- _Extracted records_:
//! Error types for the Discord notification plugin

/// Errors that can abort a notification run
#[derive(Debug, thiserror::Error)]
pub enum NotifyError {
    #[error("Missing required field: {field}")]
    MissingField { field: &'static str },

    #[error("Configuration error: {0}")]
    Config(String),

    #[error(
        "Unknown state '{0}', expected one of {expected}",
        expected = crate::render::Severity::names()
    )]
    UnknownSeverity(String),

    #[error("Unexpected response from webhook: {status}. Response body: {body}")]
    Delivery { status: u16, body: String },

    #[error("HTTP request failed: {0}")]
    Http(String),

    #[error("JSON error: {0}")]
    Json(#[from] serde_json::Error),
}

impl NotifyError {
    /// Process exit status reported back to Checkmk.
    ///
    /// A rejected delivery exits with 1; everything that stops the run before
    /// or outside the webhook response exits with 2.
    pub fn exit_code(&self) -> u8 {
        match self {
            NotifyError::Delivery { .. } => 1,
            _ => 2,
        }
    }
}

/// Result type alias for notification operations
pub type Result<T> = std::result::Result<T, NotifyError>;
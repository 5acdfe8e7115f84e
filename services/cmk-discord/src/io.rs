//! HTTP client abstraction for testability

use std::time::Duration;

use async_trait::async_trait;

/// HTTP response from a request
#[derive(Debug, Clone)]
pub struct HttpResponse {
    pub status: u16,
    pub body: String,
}

/// Abstraction over HTTP client for dependency injection
#[async_trait]
#[cfg_attr(test, mockall::automock)]
pub trait HttpClient: Send + Sync {
    /// Send a POST request with a JSON body
    async fn post_json(&self, url: &str, body: &serde_json::Value) -> crate::Result<HttpResponse>;
}

/// Production HTTP client using reqwest
pub struct ReqwestHttpClient {
    client: reqwest::Client,
}

impl ReqwestHttpClient {
    /// Client whose requests give up after `timeout`
    pub fn with_timeout(timeout: Duration) -> crate::Result<Self> {
        let client = reqwest::Client::builder()
            .timeout(timeout)
            .build()
            .map_err(|e| crate::NotifyError::Http(format!("Building HTTP client: {}", e)))?;
        Ok(Self { client })
    }
}

#[async_trait]
impl HttpClient for ReqwestHttpClient {
    async fn post_json(&self, url: &str, body: &serde_json::Value) -> crate::Result<HttpResponse> {
        tracing::debug!("POST {}", url);
        let response = self
            .client
            .post(url)
            .json(body)
            .send()
            .await
            .map_err(|e| crate::NotifyError::Http(format!("POST {} failed: {}", url, e)))?;

        let status = response.status().as_u16();
        let body = response
            .text()
            .await
            .map_err(|e| crate::NotifyError::Http(format!("Reading response body: {}", e)))?;

        tracing::debug!("POST {} -> {} ({} bytes)", url, status, body.len());
        Ok(HttpResponse { status, body })
    }
}
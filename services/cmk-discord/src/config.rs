//! Plugin parameters and their validation

use crate::context::RawAttributes;
use crate::NotifyError;

/// Webhook URL prefixes Discord hands out; both are still in use
pub const WEBHOOK_URL_PREFIXES: [&str; 2] = ["https://discord.com", "https://discordapp.com"];

/// Runtime configuration for one notification run
#[derive(Clone, PartialEq, Eq)]
pub struct Config {
    /// Discord webhook URL (`NOTIFY_PARAMETER_1`)
    pub webhook_url: String,
    /// Base URL of the Checkmk site used to build embed links (`NOTIFY_PARAMETER_2`)
    pub site_url: Option<String>,
    /// Dump the event and payload to stdout before delivery
    pub debug: bool,
}

impl std::fmt::Debug for Config {
    fn fmt(&self, f: &mut std::fmt::Formatter<'_>) -> std::fmt::Result {
        // the webhook URL embeds its secret token
        f.debug_struct("Config")
            .field("site_url", &self.site_url)
            .field("debug", &self.debug)
            .finish_non_exhaustive()
    }
}

impl Config {
    pub fn from_context(ctx: &RawAttributes, debug: bool) -> Self {
        let webhook_url = ctx.get("PARAMETER_1").cloned().unwrap_or_default();
        let site_url = ctx
            .get("PARAMETER_2")
            .filter(|url| !url.is_empty())
            .cloned();

        Self {
            webhook_url,
            site_url,
            debug,
        }
    }

    /// Reject parameters that cannot possibly work before anything is rendered.
    pub fn validate(&self) -> crate::Result<()> {
        if self.webhook_url.is_empty() {
            return Err(NotifyError::Config(
                "Empty webhook url given as parameter 1".to_string(),
            ));
        }

        if !WEBHOOK_URL_PREFIXES
            .iter()
            .any(|prefix| self.webhook_url.starts_with(prefix))
        {
            return Err(NotifyError::Config(format!(
                "Invalid Discord webhook url given as first parameter (not starting with {})",
                WEBHOOK_URL_PREFIXES.join(" or ")
            )));
        }

        if let Some(site_url) = &self.site_url {
            if !site_url.starts_with("http") {
                return Err(NotifyError::Config(format!(
                    "Invalid site url given as second parameter (not starting with http): {}",
                    site_url
                )));
            }
        }

        Ok(())
    }
}

/// Interpret the `DEBUG` environment variable.
pub fn debug_enabled(value: Option<&str>) -> bool {
    match value.map(str::trim) {
        None | Some("") => false,
        Some(v) => !matches!(
            v.to_ascii_lowercase().as_str(),
            "0" | "false" | "no" | "off"
        ),
    }
}
//! Discord webhook payload

use serde::Serialize;

/// Body of a Discord "execute webhook" request
#[derive(Debug, Clone, PartialEq, Eq, Serialize)]
pub struct WebhookMessage {
    pub username: String,
    pub avatar_url: String,
    pub embeds: Vec<Embed>,
}

/// A rich embed block
#[derive(Debug, Clone, PartialEq, Eq, Serialize)]
pub struct Embed {
    pub title: String,
    pub description: String,
    pub color: u32,
    #[serde(skip_serializing_if = "Option::is_none")]
    pub fields: Option<Vec<EmbedField>>,
    pub footer: EmbedFooter,
    pub timestamp: String,
    #[serde(skip_serializing_if = "Option::is_none")]
    pub url: Option<String>,
}

#[derive(Debug, Clone, PartialEq, Eq, Serialize)]
pub struct EmbedField {
    pub name: String,
    pub value: String,
    pub inline: bool,
}

#[derive(Debug, Clone, PartialEq, Eq, Serialize)]
pub struct EmbedFooter {
    pub text: String,
}
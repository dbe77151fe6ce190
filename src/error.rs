//! # Error Handling
//!
//! A single crate-wide [`Error`] enum represents every failure mode the
//! store can produce, so callers match on one type regardless of which
//! operation failed.
//!
//! ## Error Categories
//!
//! | Category | Variants | Typical Response |
//! |----------|----------|------------------|
//! | Conflict | `AlreadyExists`, `VersionConflict`, `OwnerConflict`, `PhaseConflict`, `PendingFinalizers` | Re-read, re-apply, retry |
//! | Not found | `NotFound` | Treat as absent |
//! | Watch | `InvalidBookmark`, `Unsupported` | Restart the watch with different options |
//! | Transport | `Marshal`, `Sqlite`, `Schema`, `Internal` | Log and investigate |
//!
//! The store itself never retries: SQLite's busy timeout is the only retry
//! mechanism in the stack.

use thiserror::Error;

use crate::resource::Phase;

// =============================================================================
// Error Type
// =============================================================================

/// All errors that can occur in store operations.
///
/// Variants that refer to a specific resource carry its formatted identity
/// (`namespace/type/id@version`) so the message is self-describing.
#[derive(Error, Debug)]
pub enum Error {
    // =========================================================================
    // Conflict Errors (caller can retry with fresh data)
    // =========================================================================
    /// Create hit the primary-key uniqueness constraint: the identity triple
    /// already exists.
    #[error("resource {resource} already exists")]
    AlreadyExists {
        /// Formatted identity of the conflicting resource.
        resource: String,
    },

    /// Optimistic concurrency failed: the caller's version does not match
    /// the stored version, or the guarded UPDATE/DELETE affected no row.
    #[error("resource {resource} version conflict: expected {expected}, actual {actual}")]
    VersionConflict {
        /// Formatted identity of the resource.
        resource: String,
        /// The version the caller expected to find.
        expected: u64,
        /// The version actually stored at check time.
        actual: u64,
    },

    /// The caller-provided owner does not match the stored owner.
    #[error("resource {resource} is owned by {owner:?}")]
    OwnerConflict {
        /// Formatted identity of the resource.
        resource: String,
        /// The owner currently recorded on the resource.
        owner: String,
    },

    /// Update was conditioned on a phase the resource is not in.
    #[error("resource {resource} is not in phase {expected}")]
    PhaseConflict {
        /// Formatted identity of the resource.
        resource: String,
        /// The phase the caller required.
        expected: Phase,
    },

    /// Destroy attempted while finalizers are still registered.
    #[error("resource {resource} has pending finalizers {finalizers:?}")]
    PendingFinalizers {
        /// Formatted identity of the resource.
        resource: String,
        /// The finalizers still holding the resource.
        finalizers: Vec<String>,
    },

    // =========================================================================
    // Not Found
    // =========================================================================
    /// Get/Update/Destroy referenced an identity triple with no row.
    #[error("resource {resource} doesn't exist")]
    NotFound {
        /// Formatted identity of the missing resource.
        resource: String,
    },

    // =========================================================================
    // Watch Errors
    // =========================================================================
    /// A bookmark failed to decode, or the event it points at has been
    /// compacted away.
    #[error("invalid watch bookmark: {reason}")]
    InvalidBookmark {
        /// What was wrong with the bookmark.
        reason: String,
    },

    /// A requested option combination is not supported by this store.
    #[error("unsupported option: {feature}")]
    Unsupported {
        /// The unsupported feature or combination.
        feature: String,
    },

    // =========================================================================
    // Transport Errors
    // =========================================================================
    /// Resource or label encoding/decoding failed.
    #[error("marshal error: {0}")]
    Marshal(#[from] serde_json::Error),

    /// The underlying SQLite operation failed.
    #[error("sqlite error: {0}")]
    Sqlite(#[from] rusqlite::Error),

    /// Schema migration failed or the stored schema is unusable.
    #[error("schema error: {0}")]
    Schema(String),

    /// An internal invariant did not hold (e.g. the compaction probe found
    /// no neighbor event where one must exist).
    #[error("internal error: {0}")]
    Internal(String),
}

impl Error {
    /// True for conflict-class errors: the stored state disagreed with the
    /// caller's preconditions, and a retry with fresh data may succeed.
    pub fn is_conflict(&self) -> bool {
        matches!(
            self,
            Error::AlreadyExists { .. }
                | Error::VersionConflict { .. }
                | Error::OwnerConflict { .. }
                | Error::PhaseConflict { .. }
                | Error::PendingFinalizers { .. }
        )
    }

    /// True when the referenced resource does not exist.
    pub fn is_not_found(&self) -> bool {
        matches!(self, Error::NotFound { .. })
    }

    /// True when a watch bookmark could not be resumed from.
    pub fn is_invalid_bookmark(&self) -> bool {
        matches!(self, Error::InvalidBookmark { .. })
    }
}

/// A `Result` type alias using [`Error`] as the error type.
pub type Result<T> = std::result::Result<T, Error>;

// =============================================================================
// SQLite Error Classification
// =============================================================================

/// Returns true when the error is a unique/primary-key constraint
/// violation, as opposed to any other SQLite failure.
///
/// Create relies on this to turn the INSERT failure into
/// [`Error::AlreadyExists`] while still propagating genuine engine errors.
pub(crate) fn is_unique_violation(err: &rusqlite::Error) -> bool {
    match err {
        rusqlite::Error::SqliteFailure(e, _) => matches!(
            e.extended_code,
            rusqlite::ffi::SQLITE_CONSTRAINT_PRIMARYKEY | rusqlite::ffi::SQLITE_CONSTRAINT_UNIQUE
        ),
        _ => false,
    }
}

// =============================================================================
// Tests
// =============================================================================
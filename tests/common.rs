//! Shared helpers for the integration suite: a tempdir-backed store with
//! a `test_` table prefix and a tiny path-like test resource.

// each test binary compiles this module and uses a different subset
#![allow(dead_code)]

use std::sync::Arc;
use std::time::Duration;

use statehouse::{JsonMarshaler, Metadata, Pool, Resource, State, StateOptions};

/// A store over a temporary database file; the directory lives as long as
/// the harness.
pub struct TestState {
    pub state: Arc<State>,
    _dir: tempfile::TempDir,
}

/// Builds a store with the given options (table prefix forced to `test_`).
pub async fn with_state(options: StateOptions) -> TestState {
    let dir = tempfile::tempdir().expect("create temp dir");
    let pool = Pool::open(dir.path().join("state.db"), 8).expect("open pool");

    let state = State::new(pool, JsonMarshaler, options.with_table_prefix("test_"))
        .await
        .expect("create state");

    TestState {
        state: Arc::new(state),
        _dir: dir,
    }
}

/// Builds a store with default options.
pub async fn default_state() -> TestState {
    with_state(StateOptions::default()).await
}

/// A minimal test resource: type `path`, spec carrying its own id.
pub fn path_resource(namespace: &str, id: &str) -> Resource {
    Resource::new(
        Metadata::new(namespace, "path", id),
        serde_json::json!({ "path": id }),
    )
}

/// Polls until all watch subscriptions are gone; fails the test after a
/// second. Watch tasks unwind asynchronously after their consumer drops.
#[allow(dead_code)]
pub async fn wait_subscriptions_empty(state: &State) {
    for _ in 0..200 {
        if state.subscriptions_empty() {
            return;
        }

        tokio::time::sleep(Duration::from_millis(5)).await;
    }

    panic!("expected no active subscriptions");
}
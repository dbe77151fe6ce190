//! # Statehouse — a durable single-node resource state store
//!
//! Statehouse stores typed, namespaced, versioned resources in SQLite and
//! streams a total-ordered sequence of change events to any number of
//! concurrent watchers. It is the storage layer for a controller-style
//! runtime: controllers create and mutate resources under optimistic
//! concurrency, and react to each other's changes through watches.
//!
//! ## Architecture Overview
//!
//! ```text
//! ┌─────────────────────────────────────────────────────────────────┐
//! │                         State (async API)                       │
//! │     create / update / destroy / get / list / watch* / compact   │
//! └───────────┬─────────────────────────────┬───────────────────────┘
//!             │ writes                      │ watches
//!             ▼                             ▼
//! ┌───────────────────────┐       ┌─────────────────────────────────┐
//! │      Write path       │notify │          Watch engine           │
//! │ immediate transaction │──────►│ one task per watch, woken by    │
//! │ precondition checks   │       │ the notifier, tails the log     │
//! └───────────┬───────────┘       └───────────────┬─────────────────┘
//!             ▼                                   ▼
//! ┌─────────────────────────────────────────────────────────────────┐
//! │                      SQLite (WAL, pooled)                       │
//! │   resources table ──triggers──► events table (total order)      │
//! └─────────────────────────────────────────────────────────────────┘
//! ```
//!
//! ## Core Invariants
//!
//! 1. **Atomic journal**: triggers insert the event row in the same
//!    transaction that mutates the resource row; the two tables never
//!    disagree.
//! 2. **Total event order**: `event_id` strictly increases across all
//!    writes; watchers observe events in `event_id` order. Gaps are
//!    allowed (compaction, rollbacks), reuse is not.
//! 3. **Optimistic concurrency**: every mutation bumps the resource
//!    version and guards the write with `WHERE version = current`.
//! 4. **Coalesced wakeups**: the notifier delivers at most one pending
//!    wakeup per subscriber; watchers catch up by event-id range.
//! 5. **Compaction preserves recency**: surviving events are within the
//!    configured count of the head or younger than the minimum age.
//!
//! ## Module Organization
//!
//! - [`error`]: crate-wide error enum and classification helpers
//! - [`resource`]: metadata, resources, kinds, versions, phases
//! - [`query`]: label and id queries with in-memory matching
//! - [`filter`]: conservative compilation of label queries to SQL
//! - [`event`]: watch events and bookmarks
//! - [`marshal`]: opaque resource marshaling contract
//! - [`schema`]: DDL, triggers, idempotent migration
//! - [`pool`]: fixed-size SQLite connection pool
//! - [`options`]: configuration bundles for the state and its operations
//! - [`state`]: the [`State`] handle and lifecycle
//! - [`writer`]: create / update / destroy
//! - [`reader`]: get / list
//! - [`watch`]: point and kind watches
//! - [`compact`]: event log compaction

pub mod compact;
pub mod error;
pub mod event;
pub mod filter;
pub mod marshal;
pub mod options;
pub mod pool;
pub mod query;
pub mod reader;
pub mod resource;
pub mod schema;
pub mod state;
pub(crate) mod sub;
pub mod watch;
pub mod writer;

pub use compact::CompactionInfo;
pub use error::{Error, Result};
pub use event::{Bookmark, Event};
pub use marshal::{JsonMarshaler, Marshaler};
pub use options::{
    CreateOptions, DestroyOptions, ListOptions, StateOptions, UpdateOptions, WatchKindOptions,
    WatchOptions,
};
pub use pool::Pool;
pub use query::{IdQuery, LabelOp, LabelQuery, LabelTerm};
pub use resource::{Kind, Metadata, Phase, Resource, Version};
pub use state::State;
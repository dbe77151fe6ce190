//! # Connection Pool
//!
//! A fixed-size pool of SQLite connections. Every store operation takes a
//! connection for its duration: writes hold one across their transaction,
//! watches take one per wakeup to drain the event log, compaction holds
//! one for a whole pass.
//!
//! Size the pool at least at the number of expected concurrent watches
//! plus writers, plus one for compaction; acquisition blocks (at an await
//! point) when the pool is exhausted.
//!
//! Connections are opened with the journal pragmas the store relies on:
//! WAL journaling (readers don't block the writer), a 5 s busy timeout
//! (the store's only retry mechanism), and NORMAL synchronous mode.
//! SQLite connections are not `Sync`, so all statement execution happens
//! on the blocking thread pool via [`tokio::task::spawn_blocking`]; the
//! guard travels into the closure and returns the connection on drop.

use std::ops::{Deref, DerefMut};
use std::path::Path;
use std::sync::{Arc, Mutex, MutexGuard};

use rusqlite::Connection;
use tokio::sync::{OwnedSemaphorePermit, Semaphore};

use crate::error::{Error, Result};

/// Pragmas applied to every pooled connection.
const CONNECTION_PRAGMAS: &str = "
PRAGMA journal_mode = WAL;
PRAGMA synchronous = NORMAL;
PRAGMA busy_timeout = 5000;
";

// =============================================================================
// Pool
// =============================================================================

/// A fixed-size pool of SQLite connections to one database file.
#[derive(Clone)]
pub struct Pool {
    inner: Arc<PoolInner>,
}

struct PoolInner {
    connections: Mutex<Vec<Connection>>,
    permits: Arc<Semaphore>,
    size: usize,
}

impl Pool {
    /// Opens `size` connections (at least one) to the database at `path`,
    /// creating the file if necessary.
    pub fn open(path: impl AsRef<Path>, size: usize) -> Result<Self> {
        let size = size.max(1);
        let path = path.as_ref();

        let mut connections = Vec::with_capacity(size);

        for _ in 0..size {
            let conn = Connection::open(path)?;
            conn.execute_batch(CONNECTION_PRAGMAS)?;
            connections.push(conn);
        }

        Ok(Self {
            inner: Arc::new(PoolInner {
                connections: Mutex::new(connections),
                permits: Arc::new(Semaphore::new(size)),
                size,
            }),
        })
    }

    /// Returns the pool size.
    pub fn size(&self) -> usize {
        self.inner.size
    }

    /// Takes a connection, waiting until one is free.
    pub async fn acquire(&self) -> Result<PooledConn> {
        let permit = Arc::clone(&self.inner.permits)
            .acquire_owned()
            .await
            .map_err(|_| Error::Internal("connection pool closed".to_string()))?;

        let conn = lock_unpoisoned(&self.inner.connections).pop().ok_or_else(|| {
            Error::Internal("connection pool permit held but no connection available".to_string())
        })?;

        Ok(PooledConn {
            conn: Some(conn),
            pool: Arc::clone(&self.inner),
            _permit: permit,
        })
    }
}

/// A mutex for plain data: a poisoned lock still yields usable contents.
fn lock_unpoisoned<T>(mutex: &Mutex<T>) -> MutexGuard<'_, T> {
    match mutex.lock() {
        Ok(guard) => guard,
        Err(poisoned) => poisoned.into_inner(),
    }
}

// =============================================================================
// Pooled Connection
// =============================================================================

/// A connection checked out of the pool; returned on drop from any thread,
/// including the blocking pool a closure ran on.
pub struct PooledConn {
    conn: Option<Connection>,
    pool: Arc<PoolInner>,
    _permit: OwnedSemaphorePermit,
}

impl Deref for PooledConn {
    type Target = Connection;

    fn deref(&self) -> &Connection {
        // the Option is only empty inside drop
        self.conn.as_ref().expect("connection present until drop")
    }
}

impl DerefMut for PooledConn {
    fn deref_mut(&mut self) -> &mut Connection {
        self.conn.as_mut().expect("connection present until drop")
    }
}

impl Drop for PooledConn {
    fn drop(&mut self) {
        if let Some(conn) = self.conn.take() {
            lock_unpoisoned(&self.pool.connections).push(conn);
        }
    }
}

// =============================================================================
// Tests
// =============================================================================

- _Task instructions_: Your reply is to repeat, unchanged, the lines above running from the one with "the conflicting resource." up to and including the one with "affected no row.".

- _Expected answer_:
        /// Formatted identity of the conflicting resource.
        resource: String,
    },

    /// Optimistic concurrency failed: the caller's version does not match
    /// the stored version, or the guarded UPDATE/DELETE affected no row.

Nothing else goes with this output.